Show that every finite field is of prime-power order, that is, it has a prime-power number of elements.
Here are some hints which play a role:
Hint 1: Let E be an extension field of a finite field F, where F has q elements. Let `bb alpha in E` be algebraic of degree n , then `F(alpha)` has `bb q^n` elements.
This hint is crucial for understanding why the number of elements in an extension field becomes a power of the base field's size.
How it connects to the proof: In our proof, we establish that a finite field E contains a prime field `P cong ZZ_p` . We then view F as an extension field of this prime field.
Every element in F is algebraic over P . This means that for any element `alpha in F` there's some polynomial with coefficients in P that has `bb alpha` as a root. This is a fundamental property of finite fields - they are always algebraic extensions of their prime fields.

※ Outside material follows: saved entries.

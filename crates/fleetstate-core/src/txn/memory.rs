use std::collections::{BTreeMap, BTreeSet, VecDeque};
use std::sync::atomic::{AtomicBool, AtomicU64, Ordering};

use parking_lot::{Mutex, RwLock};
use tokio::sync::broadcast;

use super::{Assert, ChangeSet, Mutation, Op, Record, Store, TxnError};
use crate::model::{Collection, DocKey};

const CHANGE_CHANNEL_CAPACITY: usize = 256;

type Hook = Box<dyn FnOnce() + Send>;

/// In-process [`Store`]
///
/// Reads take a shared lock; `apply` validates and writes under the
/// exclusive lock, so no other commit can interleave between the check of
/// an assertion and the write it guards. The global revision is bumped
/// once per commit and stamped on every document the commit wrote.
pub struct MemoryStore {
    docs: RwLock<BTreeMap<DocKey, Record>>,
    revno: AtomicU64,
    changes: broadcast::Sender<ChangeSet>,
    before_hooks: Mutex<VecDeque<Hook>>,
    hook_running: AtomicBool,
}

impl MemoryStore {
    pub fn new() -> Self {
        let (changes, _) = broadcast::channel(CHANGE_CHANNEL_CAPACITY);
        Self {
            docs: RwLock::new(BTreeMap::new()),
            revno: AtomicU64::new(0),
            changes,
            before_hooks: Mutex::new(VecDeque::new()),
            hook_running: AtomicBool::new(false),
        }
    }

    /// Queue closures to run one at a time, each immediately before one of
    /// the following `apply` calls
    ///
    /// Applies issued from inside a hook do not consume further hooks. Used
    /// by tests to interleave a competing writer between another caller's
    /// read and its commit.
    pub fn set_before_hooks(&self, hooks: Vec<Box<dyn FnOnce() + Send>>) {
        let mut queue = self.before_hooks.lock();
        queue.clear();
        queue.extend(hooks);
    }

    /// Number of queued hooks not yet run
    pub fn pending_hooks(&self) -> usize {
        self.before_hooks.lock().len()
    }

    fn run_next_hook(&self) {
        if self.hook_running.load(Ordering::SeqCst) {
            return;
        }
        let hook = self.before_hooks.lock().pop_front();
        if let Some(hook) = hook {
            self.hook_running.store(true, Ordering::SeqCst);
            hook();
            self.hook_running.store(false, Ordering::SeqCst);
        }
    }

    fn commit(&self, ops: Vec<Op>) -> Result<ChangeSet, TxnError> {
        let mut docs = self.docs.write();

        // Staged view: `None` marks a removal.
        let mut staged: BTreeMap<DocKey, Option<Record>> = BTreeMap::new();
        let mut written = BTreeSet::new();

        for op in ops {
            let current = match staged.get(&op.key) {
                Some(entry) => entry.clone(),
                None => docs.get(&op.key).cloned(),
            };

            if !op.assert.holds(current.as_ref()) {
                return Err(TxnError::Aborted {
                    key: op.key,
                    reason: format!("assertion {:?} failed", op.assert),
                });
            }

            let next = match (op.mutation, current) {
                (Mutation::None, _) => continue,
                (Mutation::Insert(doc), None) => Some(Record { doc, revno: 0 }),
                (Mutation::Replace(doc), Some(rec)) => Some(Record { doc, ..rec }),
                (Mutation::Update { update, .. }, Some(mut rec)) => {
                    update(&mut rec.doc);
                    Some(rec)
                }
                (Mutation::Remove, Some(_)) => None,
                (Mutation::Insert(_), Some(_)) => {
                    return Err(TxnError::Aborted {
                        key: op.key,
                        reason: "insert of existing document".to_string(),
                    })
                }
                (_, None) => {
                    return Err(TxnError::Aborted {
                        key: op.key,
                        reason: "document missing".to_string(),
                    })
                }
            };
            written.insert(op.key.clone());
            staged.insert(op.key, next);
        }

        let revno = self.revno.fetch_add(1, Ordering::SeqCst) + 1;
        for (key, entry) in staged {
            match entry {
                Some(mut rec) => {
                    rec.revno = revno;
                    docs.insert(key, rec);
                }
                None => {
                    docs.remove(&key);
                }
            }
        }

        Ok(ChangeSet {
            revno,
            keys: written,
        })
    }
}

impl Default for MemoryStore {
    fn default() -> Self {
        Self::new()
    }
}

impl std::fmt::Debug for MemoryStore {
    fn fmt(&self, f: &mut std::fmt::Formatter<'_>) -> std::fmt::Result {
        f.debug_struct("MemoryStore")
            .field("docs", &self.docs.read().len())
            .field("revno", &self.revno.load(Ordering::SeqCst))
            .finish()
    }
}

impl Store for MemoryStore {
    fn get(&self, key: &DocKey) -> Option<Record> {
        self.docs.read().get(key).cloned()
    }

    fn scan(&self, collection: Collection) -> Vec<(DocKey, Record)> {
        self.docs
            .read()
            .iter()
            .filter(|(k, _)| k.collection == collection)
            .map(|(k, v)| (k.clone(), v.clone()))
            .collect()
    }

    fn apply(&self, ops: Vec<Op>) -> Result<u64, TxnError> {
        self.run_next_hook();
        let changes = self.commit(ops)?;
        let revno = changes.revno;
        if !changes.keys.is_empty() {
            // No receivers is fine.
            let _ = self.changes.send(changes);
        }
        Ok(revno)
    }

    fn subscribe(&self) -> broadcast::Receiver<ChangeSet> {
        self.changes.subscribe()
    }

    fn revno(&self) -> u64 {
        self.revno.load(Ordering::SeqCst)
    }
}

If we consider F as an extension of P, it means F can be generated by some elements over P. If F is a finite field, it is a finite extension of P. This implies that F can be seen as a vector field over P. The degree n in the hint directly corresponds to the dimension of the vector space F over P.
So our prime field P has p elements , playing the role of "q" in the hint, and the finite field F is an extension of degree n over P. This means that F is an n-dimensional vector space over P , and the total number of elements in F will be `p^n`. This is precisely what the hint states as `q^n` elements.